[Collected data]
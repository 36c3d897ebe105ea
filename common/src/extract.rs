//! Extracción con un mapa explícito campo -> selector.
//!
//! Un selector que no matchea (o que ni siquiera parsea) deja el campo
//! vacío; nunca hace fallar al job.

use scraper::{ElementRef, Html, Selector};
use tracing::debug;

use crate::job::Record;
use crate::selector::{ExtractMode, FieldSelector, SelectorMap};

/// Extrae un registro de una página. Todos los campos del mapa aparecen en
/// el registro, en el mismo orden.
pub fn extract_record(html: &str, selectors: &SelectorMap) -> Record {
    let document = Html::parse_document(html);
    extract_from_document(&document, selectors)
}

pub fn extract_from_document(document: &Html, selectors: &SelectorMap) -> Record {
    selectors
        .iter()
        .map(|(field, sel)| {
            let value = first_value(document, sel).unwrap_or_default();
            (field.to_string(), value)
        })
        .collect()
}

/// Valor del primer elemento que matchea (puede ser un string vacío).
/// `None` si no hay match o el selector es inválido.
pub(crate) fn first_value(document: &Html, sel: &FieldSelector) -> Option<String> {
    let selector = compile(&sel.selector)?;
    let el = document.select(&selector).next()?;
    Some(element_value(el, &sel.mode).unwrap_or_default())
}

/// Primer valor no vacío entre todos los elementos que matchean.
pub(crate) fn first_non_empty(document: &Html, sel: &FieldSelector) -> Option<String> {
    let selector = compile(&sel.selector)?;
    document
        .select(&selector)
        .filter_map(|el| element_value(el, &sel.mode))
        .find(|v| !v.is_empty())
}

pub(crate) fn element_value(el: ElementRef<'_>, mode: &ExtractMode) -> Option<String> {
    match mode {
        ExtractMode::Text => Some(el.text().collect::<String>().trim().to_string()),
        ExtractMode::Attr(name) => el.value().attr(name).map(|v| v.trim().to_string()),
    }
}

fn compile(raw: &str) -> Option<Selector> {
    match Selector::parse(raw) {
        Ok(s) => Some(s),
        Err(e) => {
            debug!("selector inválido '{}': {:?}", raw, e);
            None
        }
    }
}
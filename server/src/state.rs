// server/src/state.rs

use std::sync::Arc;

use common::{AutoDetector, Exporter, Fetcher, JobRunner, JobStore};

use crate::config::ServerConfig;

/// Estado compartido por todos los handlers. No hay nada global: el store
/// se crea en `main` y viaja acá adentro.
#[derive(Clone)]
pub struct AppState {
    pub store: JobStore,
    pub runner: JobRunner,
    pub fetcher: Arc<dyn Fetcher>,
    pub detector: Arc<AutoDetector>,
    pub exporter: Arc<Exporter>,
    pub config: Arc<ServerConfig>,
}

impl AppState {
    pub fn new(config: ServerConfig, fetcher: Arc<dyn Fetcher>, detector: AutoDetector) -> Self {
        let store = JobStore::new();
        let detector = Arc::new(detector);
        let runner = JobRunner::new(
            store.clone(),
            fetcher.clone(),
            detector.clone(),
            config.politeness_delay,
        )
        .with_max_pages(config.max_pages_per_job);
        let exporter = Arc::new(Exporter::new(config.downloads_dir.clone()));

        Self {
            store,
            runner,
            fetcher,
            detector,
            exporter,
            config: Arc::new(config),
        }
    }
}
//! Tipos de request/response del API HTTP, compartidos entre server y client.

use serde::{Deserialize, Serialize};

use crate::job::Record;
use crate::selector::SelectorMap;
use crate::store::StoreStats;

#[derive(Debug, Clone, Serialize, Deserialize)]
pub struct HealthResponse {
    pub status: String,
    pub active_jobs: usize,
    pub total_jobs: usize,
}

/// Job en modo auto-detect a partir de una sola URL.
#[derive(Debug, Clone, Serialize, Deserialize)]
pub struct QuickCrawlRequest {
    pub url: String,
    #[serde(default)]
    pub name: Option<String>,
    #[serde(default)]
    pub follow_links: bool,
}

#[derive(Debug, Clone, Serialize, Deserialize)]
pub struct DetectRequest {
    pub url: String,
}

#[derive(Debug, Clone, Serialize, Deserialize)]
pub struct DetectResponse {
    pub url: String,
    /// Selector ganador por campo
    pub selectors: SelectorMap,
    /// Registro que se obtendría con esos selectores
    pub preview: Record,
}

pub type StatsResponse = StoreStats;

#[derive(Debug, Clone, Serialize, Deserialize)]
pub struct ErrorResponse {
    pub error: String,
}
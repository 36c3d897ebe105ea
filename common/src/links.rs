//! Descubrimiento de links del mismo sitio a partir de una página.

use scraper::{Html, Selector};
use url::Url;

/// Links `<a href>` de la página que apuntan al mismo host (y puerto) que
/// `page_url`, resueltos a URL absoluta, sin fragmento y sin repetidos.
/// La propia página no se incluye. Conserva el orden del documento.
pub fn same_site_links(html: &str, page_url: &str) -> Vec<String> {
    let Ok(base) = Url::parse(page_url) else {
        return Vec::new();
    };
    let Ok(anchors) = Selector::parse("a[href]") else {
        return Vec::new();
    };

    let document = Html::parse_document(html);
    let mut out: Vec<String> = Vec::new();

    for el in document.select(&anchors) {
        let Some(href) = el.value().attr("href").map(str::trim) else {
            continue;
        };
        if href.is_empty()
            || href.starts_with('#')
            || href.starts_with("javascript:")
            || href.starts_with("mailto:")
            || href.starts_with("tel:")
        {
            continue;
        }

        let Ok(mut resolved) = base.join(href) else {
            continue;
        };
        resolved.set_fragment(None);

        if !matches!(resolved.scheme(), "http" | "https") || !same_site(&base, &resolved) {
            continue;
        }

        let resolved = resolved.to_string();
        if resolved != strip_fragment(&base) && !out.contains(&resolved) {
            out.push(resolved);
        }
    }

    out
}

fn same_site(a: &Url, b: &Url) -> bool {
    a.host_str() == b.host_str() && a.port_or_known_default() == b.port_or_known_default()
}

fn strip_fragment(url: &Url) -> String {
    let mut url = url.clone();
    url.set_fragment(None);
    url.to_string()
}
--
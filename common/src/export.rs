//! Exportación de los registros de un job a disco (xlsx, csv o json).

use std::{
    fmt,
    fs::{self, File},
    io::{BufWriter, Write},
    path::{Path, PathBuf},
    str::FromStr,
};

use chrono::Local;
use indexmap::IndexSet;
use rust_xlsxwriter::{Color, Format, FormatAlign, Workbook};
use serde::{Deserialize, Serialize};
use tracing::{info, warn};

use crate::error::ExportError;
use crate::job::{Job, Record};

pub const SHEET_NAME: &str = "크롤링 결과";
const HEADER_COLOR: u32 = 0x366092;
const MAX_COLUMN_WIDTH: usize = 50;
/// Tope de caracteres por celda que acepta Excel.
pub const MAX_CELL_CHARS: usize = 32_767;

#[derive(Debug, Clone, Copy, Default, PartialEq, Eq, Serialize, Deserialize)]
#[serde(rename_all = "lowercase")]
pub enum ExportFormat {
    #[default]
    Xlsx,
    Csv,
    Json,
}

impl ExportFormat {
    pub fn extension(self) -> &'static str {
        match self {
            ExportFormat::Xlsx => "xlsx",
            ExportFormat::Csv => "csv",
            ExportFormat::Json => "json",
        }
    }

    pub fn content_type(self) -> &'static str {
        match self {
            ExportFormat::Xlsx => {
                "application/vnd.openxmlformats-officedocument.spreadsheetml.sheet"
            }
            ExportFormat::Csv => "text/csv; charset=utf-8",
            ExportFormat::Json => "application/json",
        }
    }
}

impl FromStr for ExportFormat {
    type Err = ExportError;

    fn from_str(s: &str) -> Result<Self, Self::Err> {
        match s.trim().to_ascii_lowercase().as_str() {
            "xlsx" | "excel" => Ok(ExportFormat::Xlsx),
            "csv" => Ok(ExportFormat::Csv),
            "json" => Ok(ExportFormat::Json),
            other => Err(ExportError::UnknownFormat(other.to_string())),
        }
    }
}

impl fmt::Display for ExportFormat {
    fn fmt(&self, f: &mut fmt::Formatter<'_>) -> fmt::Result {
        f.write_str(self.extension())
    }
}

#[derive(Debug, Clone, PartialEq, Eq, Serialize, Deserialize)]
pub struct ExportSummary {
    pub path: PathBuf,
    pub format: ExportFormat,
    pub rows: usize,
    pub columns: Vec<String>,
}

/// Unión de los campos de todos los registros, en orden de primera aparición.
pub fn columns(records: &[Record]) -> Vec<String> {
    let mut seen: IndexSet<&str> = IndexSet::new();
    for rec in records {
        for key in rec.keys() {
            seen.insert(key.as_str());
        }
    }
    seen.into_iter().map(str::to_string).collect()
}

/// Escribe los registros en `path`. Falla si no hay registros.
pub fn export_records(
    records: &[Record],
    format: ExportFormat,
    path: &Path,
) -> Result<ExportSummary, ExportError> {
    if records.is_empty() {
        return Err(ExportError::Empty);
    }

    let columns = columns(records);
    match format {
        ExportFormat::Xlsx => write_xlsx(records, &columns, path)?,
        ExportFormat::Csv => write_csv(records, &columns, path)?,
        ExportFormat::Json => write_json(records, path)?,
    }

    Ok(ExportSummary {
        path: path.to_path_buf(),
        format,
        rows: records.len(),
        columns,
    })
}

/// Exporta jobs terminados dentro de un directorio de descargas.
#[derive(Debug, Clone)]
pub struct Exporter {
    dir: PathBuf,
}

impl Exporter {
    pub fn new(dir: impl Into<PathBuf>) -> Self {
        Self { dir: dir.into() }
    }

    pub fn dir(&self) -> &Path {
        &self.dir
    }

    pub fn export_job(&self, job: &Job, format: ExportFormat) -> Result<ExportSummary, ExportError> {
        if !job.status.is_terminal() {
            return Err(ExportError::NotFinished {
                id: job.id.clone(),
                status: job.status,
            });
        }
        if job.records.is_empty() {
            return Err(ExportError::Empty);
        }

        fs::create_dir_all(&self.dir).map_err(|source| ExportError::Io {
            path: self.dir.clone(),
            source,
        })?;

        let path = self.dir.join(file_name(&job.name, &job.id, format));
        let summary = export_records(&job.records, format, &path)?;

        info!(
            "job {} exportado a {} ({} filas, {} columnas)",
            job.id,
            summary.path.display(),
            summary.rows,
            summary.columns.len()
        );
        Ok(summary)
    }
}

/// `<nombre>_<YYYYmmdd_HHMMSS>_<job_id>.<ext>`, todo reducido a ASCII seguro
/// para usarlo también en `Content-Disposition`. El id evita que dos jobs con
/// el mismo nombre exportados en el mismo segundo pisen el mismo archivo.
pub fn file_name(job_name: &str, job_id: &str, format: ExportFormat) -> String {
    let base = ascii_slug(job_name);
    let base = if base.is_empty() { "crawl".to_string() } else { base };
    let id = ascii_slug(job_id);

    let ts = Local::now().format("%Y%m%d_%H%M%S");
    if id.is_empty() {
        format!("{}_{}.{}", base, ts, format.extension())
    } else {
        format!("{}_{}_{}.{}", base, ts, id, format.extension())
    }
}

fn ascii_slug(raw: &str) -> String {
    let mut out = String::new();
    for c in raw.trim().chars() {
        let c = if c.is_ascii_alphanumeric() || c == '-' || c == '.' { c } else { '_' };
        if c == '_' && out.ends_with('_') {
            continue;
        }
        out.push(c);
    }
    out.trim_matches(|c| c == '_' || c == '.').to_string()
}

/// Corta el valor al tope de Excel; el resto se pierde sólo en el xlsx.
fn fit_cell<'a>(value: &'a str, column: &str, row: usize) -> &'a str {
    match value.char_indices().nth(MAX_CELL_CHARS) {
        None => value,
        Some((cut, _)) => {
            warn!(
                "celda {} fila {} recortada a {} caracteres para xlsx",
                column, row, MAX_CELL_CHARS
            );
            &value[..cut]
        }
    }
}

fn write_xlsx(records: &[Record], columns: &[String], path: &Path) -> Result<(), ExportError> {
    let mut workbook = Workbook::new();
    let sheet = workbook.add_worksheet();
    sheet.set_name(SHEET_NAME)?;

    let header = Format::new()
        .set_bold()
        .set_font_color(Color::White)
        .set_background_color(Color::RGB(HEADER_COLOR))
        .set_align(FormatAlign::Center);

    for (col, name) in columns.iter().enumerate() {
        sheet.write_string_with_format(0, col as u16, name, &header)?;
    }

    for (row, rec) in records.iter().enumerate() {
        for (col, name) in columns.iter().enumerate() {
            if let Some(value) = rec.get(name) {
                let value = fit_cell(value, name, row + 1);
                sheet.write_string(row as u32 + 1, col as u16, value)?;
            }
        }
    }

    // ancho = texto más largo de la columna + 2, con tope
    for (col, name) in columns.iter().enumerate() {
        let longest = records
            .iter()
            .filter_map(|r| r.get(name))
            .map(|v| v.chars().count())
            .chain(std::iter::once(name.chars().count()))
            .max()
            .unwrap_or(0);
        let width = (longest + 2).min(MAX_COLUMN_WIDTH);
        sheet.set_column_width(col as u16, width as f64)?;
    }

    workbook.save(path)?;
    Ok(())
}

#### HOW TO COMPLETE THIS TASK:
All lines above with "IndexSet" in them should be returned.

#### EXERCISE RESPONSE:
use indexmap::IndexSet;
    let mut seen: IndexSet<&str> = IndexSet::new();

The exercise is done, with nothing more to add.